··· Provided records ···

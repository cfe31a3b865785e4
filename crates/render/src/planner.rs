use std::sync::Arc;

use clinical::{
    DomainClass, LabeledSectionExtractor, RangeStatus, ReferenceRange, SectionExtractor, Status,
    classify, compare_to_range, extract_narrative, numeric_reading, status::evaluate_urine,
};
use extract::{PatientInfo, StructuredReport, TestResult};

use crate::blocks::{ChartBar, ChartBlock, Color, ContentBlock, SwatchBlock, TableBlock, TableStyle};

pub const REPORT_TITLE: &str = "Medical Report";
pub const NO_BLOOD_DATA: &str = "No valid numerical data found for blood test chart generation.";
pub const NO_URINE_DATA: &str = "No urine test data found for visualization.";
pub const NO_IMAGING_DATA: &str = "No structured findings or impressions found in this imaging report.";
pub const NO_PATHOLOGY_DATA: &str = "No structured pathology data found in this report.";
pub const GENERAL_REPORT: &str = "This is a general medical report without specific visualization.";

const RAW_ROWS_PER_TABLE: usize = 5;
const TESTS_PER_CHART: usize = 4;

const RAW_HEADER_FILLS: [Color; 2] = [Color::rgb(0x4C, 0xAF, 0x50), Color::rgb(0x21, 0x96, 0xF3)];
const COMPARISON_HEADER: Color = Color::rgb(0x34, 0x49, 0x5E);
const URINE_HEADER: Color = Color::rgb(0x34, 0x98, 0xDB);
const SUMMARY_HEADER: Color = Color::rgb(0x9B, 0x59, 0xB6);

const PALE_YELLOW: Color = Color::rgb(0xFF, 0xFF, 0xA0);

// First name contained in the reported value wins.
const URINE_SWATCHES: &[(&str, Color)] = &[
    ("pale yellow", PALE_YELLOW),
    ("yellow", Color::rgb(0xFF, 0xFF, 0x00)),
    ("dark yellow", Color::rgb(0xCC, 0xCC, 0x00)),
    ("amber", Color::rgb(0xFF, 0xBF, 0x00)),
    ("orange", Color::rgb(0xFF, 0xA5, 0x00)),
    ("red", Color::rgb(0xFF, 0x00, 0x00)),
    ("pink", Color::rgb(0xFF, 0xC0, 0xCB)),
    ("brown", Color::rgb(0xA5, 0x2A, 0x2A)),
    ("clear", Color::rgb(0xF0, 0xF8, 0xFF)),
    ("cloudy", Color::rgb(0xE6, 0xE6, 0xFA)),
];

/// Turns one structured report into an ordered list of content blocks.
#[derive(Clone)]
pub struct ReportPlanner {
    sections: Arc<dyn SectionExtractor>,
}

impl Default for ReportPlanner {
    fn default() -> Self {
        Self::new(Arc::new(LabeledSectionExtractor))
    }
}

impl ReportPlanner {
    pub fn new(sections: Arc<dyn SectionExtractor>) -> Self {
        Self { sections }
    }

    /// Never returns an empty plan.
    pub fn plan(&self, report: &StructuredReport) -> Vec<ContentBlock> {
        let mut blocks = vec![ContentBlock::Title(REPORT_TITLE.to_string())];

        if let Some(patient) = &report.patient_info {
            blocks.push(patient_fields(patient));
        }

        let report_type = match report.report_type.trim() {
            "" => "Unknown",
            label => label,
        };
        blocks.push(ContentBlock::Heading(format!("Report Type: {}", report_type)));

        plan_raw_results(report, &mut blocks);

        let domain = classify(report);
        match domain {
            DomainClass::Blood => plan_blood(report, &mut blocks),
            DomainClass::Urine => plan_urine(report, &mut blocks),
            DomainClass::Imaging | DomainClass::Pathology => {
                self.plan_narrative(report, domain, &mut blocks)
            }
            DomainClass::Other => plan_other(report, &mut blocks),
        }

        if let Some(notes) = report.notes_text() {
            blocks.push(ContentBlock::SubHeading("Doctor Notes:".to_string()));
            blocks.push(ContentBlock::Paragraph(notes.to_string()));
        }

        blocks
    }

    fn plan_narrative(
        &self,
        report: &StructuredReport,
        domain: DomainClass,
        blocks: &mut Vec<ContentBlock>,
    ) {
        let sections = extract_narrative(report, domain, self.sections.as_ref());
        if sections.is_empty() {
            let notice = if domain == DomainClass::Imaging {
                NO_IMAGING_DATA
            } else {
                NO_PATHOLOGY_DATA
            };
            blocks.push(ContentBlock::notice(notice));
            return;
        }

        for section in sections {
            blocks.push(ContentBlock::SubHeading(format!("{}:", section.field.heading())));
            blocks.push(ContentBlock::Paragraph(section.text));
        }
    }
}

fn patient_fields(patient: &PatientInfo) -> ContentBlock {
    let field = |label: &str, value: &Option<String>| {
        let value = value
            .as_deref()
            .map(str::trim)
            .filter(|v| !v.is_empty())
            .unwrap_or("N/A");
        (label.to_string(), value.to_string())
    };

    ContentBlock::Fields(vec![
        field("Name", &patient.name),
        field("Age", &patient.age),
        field("Sex", &patient.sex),
    ])
}

fn plan_raw_results(report: &StructuredReport, blocks: &mut Vec<ContentBlock>) {
    let rows: Vec<Vec<String>> = report
        .test_results
        .iter()
        .filter(|test| {
            !test.name().is_empty()
                && !(test.value_text().is_empty()
                    && test.unit_text().is_empty()
                    && test.range_text().is_empty())
        })
        .map(|test| {
            vec![
                test.name().to_string(),
                test.value_text().to_string(),
                test.unit_text().to_string(),
                test.range_text().to_string(),
            ]
        })
        .collect();

    for (idx, chunk) in rows.chunks(RAW_ROWS_PER_TABLE).enumerate() {
        let style = TableStyle::with_header(RAW_HEADER_FILLS[idx % RAW_HEADER_FILLS.len()]);
        let mut table = TableBlock::new(&["Test Name", "Value", "Unit", "Reference Range"], style);
        for row in chunk {
            table.push_row(row.clone());
        }
        blocks.push(ContentBlock::Table(table));
    }
}

fn range_fill(status: RangeStatus) -> Color {
    match status {
        RangeStatus::Normal => Color::LIGHT_GREEN,
        RangeStatus::BelowNormal => Color::LIGHT_YELLOW,
        RangeStatus::AboveNormal => Color::LIGHT_CORAL,
    }
}

fn status_fill(status: Status) -> Color {
    match status {
        Status::Normal => Color::LIGHT_GREEN,
        Status::Abnormal => Color::LIGHT_CORAL,
    }
}

fn plan_blood(report: &StructuredReport, blocks: &mut Vec<ContentBlock>) {
    // Tests without a usable value and range stay in the raw table only.
    let readings: Vec<(&TestResult, f64, ReferenceRange)> = report
        .test_results
        .iter()
        .filter(|test| !test.name().is_empty())
        .filter_map(|test| numeric_reading(test).map(|(value, range)| (test, value, range)))
        .collect();

    if readings.is_empty() {
        blocks.push(ContentBlock::notice(NO_BLOOD_DATA));
        return;
    }

    let chart_count = readings.len().div_ceil(TESTS_PER_CHART);
    for (idx, chunk) in readings.chunks(TESTS_PER_CHART).enumerate() {
        let suffix = if chart_count > 1 {
            format!(" (Chart {} of {})", idx + 1, chart_count)
        } else {
            String::new()
        };

        blocks.push(ContentBlock::SubHeading(format!("Blood Test Comparison Chart{}", suffix)));
        blocks.push(ContentBlock::Chart(ChartBlock {
            title: format!("Your Blood Test Results vs Normal Range{}", suffix),
            bars: chunk
                .iter()
                .map(|(test, value, range)| ChartBar {
                    label: test.name().to_string(),
                    value: *value,
                    min: range.min,
                    max: range.max,
                })
                .collect(),
        }));
    }

    blocks.push(ContentBlock::SubHeading("Values Comparison Table:".to_string()));
    let mut table = TableBlock::new(
        &["Test Name", "Your Value", "Normal Range", "Status"],
        TableStyle::with_header(COMPARISON_HEADER),
    );
    for (test, value, range) in &readings {
        let status = compare_to_range(*value, *range);
        table.push_row(vec![
            test.name().to_string(),
            test.value_text().to_string(),
            test.range_text().to_string(),
            status.label().to_string(),
        ]);
        table.highlight_last(3, range_fill(status));
    }
    blocks.push(ContentBlock::Table(table));
}

fn plan_urine(report: &StructuredReport, blocks: &mut Vec<ContentBlock>) {
    let mut table = TableBlock::new(
        &["Parameter", "Result", "Reference Range", "Status"],
        TableStyle::with_header(URINE_HEADER),
    );

    for test in &report.test_results {
        let name = test.name().to_lowercase();
        let value = test.value_text().to_lowercase();
        if name.is_empty() || value.is_empty() {
            continue;
        }

        let status = evaluate_urine(test);
        table.push_row(vec![
            title_case(&name),
            value,
            test.range_text().to_string(),
            status.label().to_string(),
        ]);
        table.highlight_last(3, status_fill(status));
    }

    if table.rows.is_empty() {
        blocks.push(ContentBlock::notice(NO_URINE_DATA));
        return;
    }

    blocks.push(ContentBlock::SubHeading("Urine Test Results:".to_string()));
    blocks.push(ContentBlock::Table(table));

    let reported_color = report
        .test_results
        .iter()
        .filter(|test| test.name().to_lowercase().contains("color"))
        .map(|test| test.value_text().to_lowercase())
        .find(|value| !value.is_empty());

    if let Some(value) = reported_color {
        blocks.push(ContentBlock::SubHeading("Urine Color Representation:".to_string()));
        blocks.push(ContentBlock::Swatch(SwatchBlock {
            color: swatch_color(&value),
            caption: format!("Reported color: {}", value),
        }));
    }
}

fn swatch_color(value: &str) -> Color {
    URINE_SWATCHES
        .iter()
        .find(|(name, _)| value.contains(name))
        .map(|(_, color)| *color)
        .unwrap_or(PALE_YELLOW)
}

fn plan_other(report: &StructuredReport, blocks: &mut Vec<ContentBlock>) {
    blocks.push(ContentBlock::notice(GENERAL_REPORT));

    let mut table = TableBlock::new(
        &["Test", "Result", "Unit", "Reference Range"],
        TableStyle::with_header(SUMMARY_HEADER),
    );
    for test in &report.test_results {
        if test.name().is_empty() || test.value_text().is_empty() {
            continue;
        }
        table.push_row(vec![
            test.name().to_string(),
            test.value_text().to_string(),
            test.unit_text().to_string(),
            test.range_text().to_string(),
        ]);
    }

    if !table.rows.is_empty() {
        blocks.push(ContentBlock::SubHeading("Test Results Summary:".to_string()));
        blocks.push(ContentBlock::Table(table));
    }
}

/// Capitalise the first letter of every alphabetic run: `"urine ph"` -> `"Urine Ph"`.
fn title_case(text: &str) -> String {
    let mut out = String::with_capacity(text.len());
    let mut prev_alpha = false;
    for ch in text.chars() {
        if ch.is_alphabetic() && !prev_alpha {
            out.extend(ch.to_uppercase());
        } else {
            out.push(ch);
        }
        prev_alpha = ch.is_alphabetic();
    }
    out
}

···

> _What is being asked_
Collect each line of the entries that has the word "TableStyle", copying it in full.

> _Solution_
use crate::blocks::{ChartBar, ChartBlock, Color, ContentBlock, SwatchBlock, TableBlock, TableStyle};
        let style = TableStyle::with_header(RAW_HEADER_FILLS[idx % RAW_HEADER_FILLS.len()]);
        TableStyle::with_header(COMPARISON_HEADER),
        TableStyle::with_header(URINE_HEADER),
        TableStyle::with_header(SUMMARY_HEADER),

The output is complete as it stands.